My team members all get the same message from me, but I get the message across to some people differently based on my intimate knowledge of their communication styles. Some of my managers respond better to hearing a “great job on this sale”, and others enjoy one-on-one meetings rather than my vocal praise. I care enough about my team to take the time to understand how they communicate, and the result has been loyal employees committed to the mission of the team and the organization.
2. Listening reinforces respect
Being a manager doesn’t automatically guarantee total respect from employees – an inspiring leader knows that respect builds over time. This process begins by facilitating an open dialogue among your peers. Actively listening to their thoughts helps create these conversations. I can say with complete sincerity that by listening to others my team has been able to form and implement successful strategies with impressive results.
There is a great phrase that the managers of my sales teams use during meetings: “Don’t hesitate to challenge me, but…” a culture of engagement. Also, the best information I get doesn’t always come from a spreadsheet, it comes from what my team tells me. I can make better decisions with the help and support of my team.
3. Laughter creates equality
There is one element of business management that many people tend to forget: the human aspect. Teams are made up of individuals who have emotions and personalities – no one is like the other. Laughter humanizes leaders and flattens the hierarchy of the workplace, it sets the pace of the environment you create. If your team members aren’t laughing and having fun at work, something’s wrong in your office.

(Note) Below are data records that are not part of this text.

use serde::{Deserialize, Serialize};

use crate::comparison::metrics::{comparison_bars, ComparisonBars};
use crate::projection::{horizon_series, ScenarioInputs, ScenarioResult};
use crate::types::{Money, ScenarioSet};

/// Data behind the cumulative-flow line chart and the comparison bar chart.
/// The presentation layer owns any chart state; this is plain data.
#[derive(Debug, Clone, PartialEq, Serialize, Deserialize)]
#[serde(rename_all = "camelCase")]
pub struct ChartSeries {
    pub horizon_years: u32,
    /// x-axis, `0..=horizon_years`
    pub years: Vec<u32>,
    /// Cumulative discounted flow per scenario; `null` marks years after the
    /// project's lifetime
    pub cumulative: ScenarioSet<Vec<Option<Money>>>,
    pub comparison: ScenarioSet<ComparisonBars>,
}

pub fn build_chart_series(
    inputs: &ScenarioSet<ScenarioInputs>,
    results: &ScenarioSet<ScenarioResult>,
    horizon_years: u32,
) -> ChartSeries {
    ChartSeries {
        horizon_years,
        years: (0..=horizon_years).collect(),
        cumulative: results.map(|_, result| {
            horizon_series(result, horizon_years)
                .into_iter()
                .map(|p| p.cumulative)
                .collect()
        }),
        comparison: results.map(|case, result| {
            let inp = inputs.get(case);
            comparison_bars(result, inp.initial_investment, inp.subsidy)
        }),
    }
}

#[cfg(test)]
mod tests {
    use super::*;
    use crate::projection::project_cash_flows;
    use rust_decimal::Decimal;
    use rust_decimal_macros::dec;

    fn inputs(lifetime: u32) -> ScenarioInputs {
        ScenarioInputs {
            initial_investment: dec!(5000),
            subsidy: Decimal::ZERO,
            annual_operating_cost: Decimal::ZERO,
            annual_other_revenue: Decimal::ZERO,
            annual_savings_volume: dec!(3000),
            base_price: dec!(0.25),
            price_escalation_rate: dec!(0.02),
            cost_escalation_rate: Decimal::ZERO,
            project_lifetime: lifetime,
            equity_cost_rate: dec!(0.08),
            debt_cost_rate: dec!(0.04),
        }
    }

    #[test]
    fn test_series_break_after_each_lifetime() {
        let set = ScenarioSet {
            likely: inputs(15),
            worst: inputs(10),
            best: inputs(20),
        };
        let results = set
            .try_map(|_, inp| project_cash_flows(inp, dec!(0.06)))
            .unwrap();
        let chart = build_chart_series(&set, &results, 20);

        assert_eq!(chart.years.len(), 21);
        assert!(chart.cumulative.worst[10].is_some());
        assert!(chart.cumulative.worst[11].is_none());
        assert!(chart.cumulative.likely[15].is_some());
        assert!(chart.cumulative.likely[16].is_none());
        assert!(chart.cumulative.best.iter().all(Option::is_some));
        assert_eq!(chart.comparison.best.investment, dec!(5000));
    }
}
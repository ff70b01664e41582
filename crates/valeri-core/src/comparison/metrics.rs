use serde::{Deserialize, Serialize};

use crate::projection::ScenarioResult;
use crate::types::Money;

/// Investment vs. recovered value for one scenario's bar chart.
#[derive(Debug, Clone, PartialEq, Serialize, Deserialize)]
#[serde(rename_all = "camelCase")]
pub struct ComparisonBars {
    pub investment: Money,
    /// Sum of discounted flows for years 1..=lifetime
    pub discounted_inflows: Money,
    pub net_present_value: Money,
}

/// Recover the discounted inflows from a finished projection.
///
/// Follows from `NPV = -I0 + subsidy + sum(discounted(t))`, so this is
/// `npv + I0 - subsidy`.
pub fn discounted_inflows(result: &ScenarioResult, initial_investment: Money, subsidy: Money) -> Money {
    result.net_present_value + initial_investment - subsidy
}

pub fn comparison_bars(
    result: &ScenarioResult,
    initial_investment: Money,
    subsidy: Money,
) -> ComparisonBars {
    ComparisonBars {
        investment: initial_investment,
        discounted_inflows: discounted_inflows(result, initial_investment, subsidy),
        net_present_value: result.net_present_value,
    }
}

#[cfg(test)]
mod tests {
    use super::*;
    use crate::projection::{project_cash_flows, ScenarioInputs};
    use rust_decimal::Decimal;
    use rust_decimal_macros::dec;

    fn inputs() -> ScenarioInputs {
        ScenarioInputs {
            initial_investment: dec!(12000),
            subsidy: dec!(2000),
            annual_operating_cost: dec!(150),
            annual_other_revenue: dec!(40),
            annual_savings_volume: dec!(4000),
            base_price: dec!(0.30),
            price_escalation_rate: dec!(0.03),
            cost_escalation_rate: dec!(0.02),
            project_lifetime: 12,
            equity_cost_rate: dec!(0.09),
            debt_cost_rate: dec!(0.04),
        }
    }

    #[test]
    fn test_inflows_match_sum_of_discounted_years() {
        let inp = inputs();
        let result = project_cash_flows(&inp, dec!(0.055)).unwrap();
        let summed: Decimal = result.cash_flows.iter().skip(1).map(|cf| cf.discounted).sum();
        let recovered = discounted_inflows(&result, inp.initial_investment, inp.subsidy);
        assert!((recovered - summed).abs() < dec!(0.000001));
    }

    #[test]
    fn test_bars_carry_investment_and_npv() {
        let inp = inputs();
        let result = project_cash_flows(&inp, dec!(0.055)).unwrap();
        let bars = comparison_bars(&result, inp.initial_investment, inp.subsidy);
        assert_eq!(bars.investment, dec!(12000));
        assert_eq!(bars.net_present_value, result.net_present_value);
        let npv_back = bars.discounted_inflows - bars.investment + inp.subsidy;
        assert!((npv_back - bars.net_present_value).abs() < dec!(0.000001));
    }
}
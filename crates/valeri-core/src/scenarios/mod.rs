pub mod analysis;
pub mod project;

pub use analysis::{evaluate_project, evaluate_scenario, ProjectAnalysis};
pub use project::{validate_project_input, ProjectInput, ScenarioParameters, MAX_PROJECT_LIFETIME};
use rust_decimal::Decimal;
use rust_decimal_macros::dec;
use serde::{Deserialize, Serialize};
use std::str::FromStr;

use crate::types::Rate;

/// Financing mix shared by all scenarios, stored as fractions.
#[derive(Debug, Clone, Copy, PartialEq, Serialize, Deserialize)]
#[serde(rename_all = "camelCase")]
pub struct CapitalStructure {
    pub equity_ratio: Rate,
    pub debt_ratio: Rate,
}

impl CapitalStructure {
    pub fn new(equity_ratio: Rate, debt_ratio: Rate) -> Self {
        Self {
            equity_ratio,
            debt_ratio,
        }
    }

    /// Build from an equity share entered in percent. The share is clamped to
    /// [0, 100] and debt takes the remainder.
    pub fn from_equity_percent(equity_pct: Decimal) -> Self {
        let equity_pct = equity_pct.clamp(Decimal::ZERO, dec!(100));
        let debt_pct = dec!(100) - equity_pct;
        Self {
            equity_ratio: equity_pct / dec!(100),
            debt_ratio: debt_pct / dec!(100),
        }
    }

    /// Same as [`from_equity_percent`](Self::from_equity_percent) for raw form
    /// text. The leading number is read (`"12abc"` is 12, `"1e1"` is 10);
    /// text that does not start with a number counts as 0% equity.
    pub fn from_equity_entry(raw: &str) -> Self {
        let pct = leading_number(raw).unwrap_or(Decimal::ZERO);
        Self::from_equity_percent(pct)
    }

    pub fn weight_sum(&self) -> Rate {
        self.equity_ratio + self.debt_ratio
    }
}

/// Longest numeric prefix of `raw`: optional sign, digits with an optional
/// fraction, optional exponent. Values beyond `Decimal`'s range saturate.
fn leading_number(raw: &str) -> Option<Decimal> {
    let s = raw.trim_start();
    let (negative, rest) = match s.as_bytes().first() {
        Some(b'-') => (true, &s[1..]),
        Some(b'+') => (false, &s[1..]),
        _ => (false, s),
    };
    let signed = |v: Decimal| if negative { -v } else { v };

    if rest.starts_with("Infinity") {
        return Some(signed(Decimal::MAX));
    }

    let int_len = count_digits(rest);
    let (frac, end) = match rest[int_len..].strip_prefix('.') {
        Some(after) => {
            let n = count_digits(after);
            (&after[..n], int_len + 1 + n)
        }
        None => ("", int_len),
    };
    if int_len == 0 && frac.is_empty() {
        return None;
    }

    let int_part = rest[..int_len].trim_start_matches('0');
    let int_part = if int_part.is_empty() { "0" } else { int_part };
    let frac = &frac[..frac.len().min(20)];
    let text = if frac.is_empty() {
        int_part.to_string()
    } else {
        format!("{int_part}.{frac}")
    };
    let mut value = match Decimal::from_str(&text) {
        Ok(v) => v,
        Err(_) => return Some(signed(Decimal::MAX)),
    };

    let exponent = exponent_suffix(&rest[end..]);
    if exponent > 0 {
        for _ in 0..exponent.min(64) {
            match value.checked_mul(dec!(10)) {
                Some(v) => value = v,
                None => return Some(signed(Decimal::MAX)),
            }
        }
    } else {
        for _ in 0..exponent.unsigned_abs().min(64) {
            value /= dec!(10);
        }
    }
    Some(signed(value))
}

fn count_digits(s: &str) -> usize {
    s.bytes().take_while(u8::is_ascii_digit).count()
}

/// `e`/`E`, optional sign, at least one digit; 0 when absent.
fn exponent_suffix(s: &str) -> i64 {
    let Some(after) = s.strip_prefix('e').or_else(|| s.strip_prefix('E')) else {
        return 0;
    };
    let (sign, digits) = match after.as_bytes().first() {
        Some(b'-') => (-1, &after[1..]),
        Some(b'+') => (1, &after[1..]),
        _ => (1, after),
    };
    let n = count_digits(digits);
    if n == 0 {
        return 0;
    }
    let magnitude: i64 = digits[..n.min(6)].parse().unwrap_or(0);
    sign * magnitude
}

impl Default for CapitalStructure {
    fn default() -> Self {
        Self::from_equity_percent(dec!(30))
    }
}

#[cfg(test)]
mod tests {
    use super::*;

    #[test]
    fn test_debt_takes_remainder() {
        let cs = CapitalStructure::from_equity_percent(dec!(35));
        assert_eq!(cs.equity_ratio, dec!(0.35));
        assert_eq!(cs.debt_ratio, dec!(0.65));
        assert_eq!(cs.weight_sum(), Decimal::ONE);
    }

    #[test]
    fn test_equity_above_hundred_is_clamped() {
        let cs = CapitalStructure::from_equity_percent(dec!(140));
        assert_eq!(cs.equity_ratio, Decimal::ONE);
        assert_eq!(cs.debt_ratio, Decimal::ZERO);
    }

    #[test]
    fn test_negative_equity_is_clamped() {
        let cs = CapitalStructure::from_equity_percent(dec!(-5));
        assert_eq!(cs.equity_ratio, Decimal::ZERO);
        assert_eq!(cs.debt_ratio, Decimal::ONE);
    }

    #[test]
    fn test_non_numeric_entry_counts_as_zero() {
        let cs = CapitalStructure::from_equity_entry("abc");
        assert_eq!(cs.equity_ratio, Decimal::ZERO);
        assert_eq!(cs.debt_ratio, Decimal::ONE);

        let cs = CapitalStructure::from_equity_entry(" 42.5 ");
        assert_eq!(cs.equity_ratio, dec!(0.425));
    }

    #[test]
    fn test_entry_reads_leading_number() {
        assert_eq!(CapitalStructure::from_equity_entry("12abc").equity_ratio, dec!(0.12));
        assert_eq!(CapitalStructure::from_equity_entry("1e1").equity_ratio, dec!(0.1));
        assert_eq!(CapitalStructure::from_equity_entry("2.5E+1%").equity_ratio, dec!(0.25));
        assert_eq!(CapitalStructure::from_equity_entry(".5").equity_ratio, dec!(0.005));
        assert_eq!(CapitalStructure::from_equity_entry("40.").equity_ratio, dec!(0.4));
        assert_eq!(CapitalStructure::from_equity_entry("5e").equity_ratio, dec!(0.05));
    }

    #[test]
    fn test_entry_out_of_range_is_clamped() {
        let cs = CapitalStructure::from_equity_entry("1e400");
        assert_eq!(cs.equity_ratio, Decimal::ONE);
        assert_eq!(cs.debt_ratio, Decimal::ZERO);

        let cs = CapitalStructure::from_equity_entry("-Infinity");
        assert_eq!(cs.equity_ratio, Decimal::ZERO);

        let cs = CapitalStructure::from_equity_entry("1e-400");
        assert_eq!(cs.equity_ratio, Decimal::ZERO);
    }
}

An example of the importance of laughter comes from the founders of Google, Larry Page and Sergey Brin. When the two first met, their strong dueling opinions kept them from getting along, but it didn’t separate them. “We had some kind of joke” said Brin. They were loud, but they were constantly pushing each other’s ideas, like a knife sharpening another. To date, Google employees, which is known for its great culture – say that if the couple is leading a sales meeting, they start with daddy’s jokes. This does not mean that they are unprofessional; on the contrary, they put everyone at ease and show that they love the work they do.
Find your leadership Ls
As an admirer of George Washington, I often find that my personal management style has been influenced by his prestigious career. Washington was a great leader because he viewed his people as human beings, not just as tools to accomplish their goals. This is not only a testament to the caliber of ethics in Washington, but also reflects my approach.
Leaders who must strengthen their authority with all have a dangerous weakness. It is through your conduct as a leader that you will inspire your team and create a culture of engagement. I have found success in this business through my three L’s of leadership – they guided my actions and served as a solid foundation for my team members’ successes and their ability to bounce back from failures. I gladly care about their needs, listen to what they have to say and enjoy working alongside them. In return, they show the same loyalty and respect that I have shown them.
Great managers recognize that they can only manage tasks, not people. People need to be guided, they need to be given a purpose through which they feel they can make a difference. Whether or not these three L’s work for your organization is entirely up to you, but the takeaways apply to leaders in all circumstances. Find your style, inspire your team, and you’ll see how an engaged workforce benefits everyone.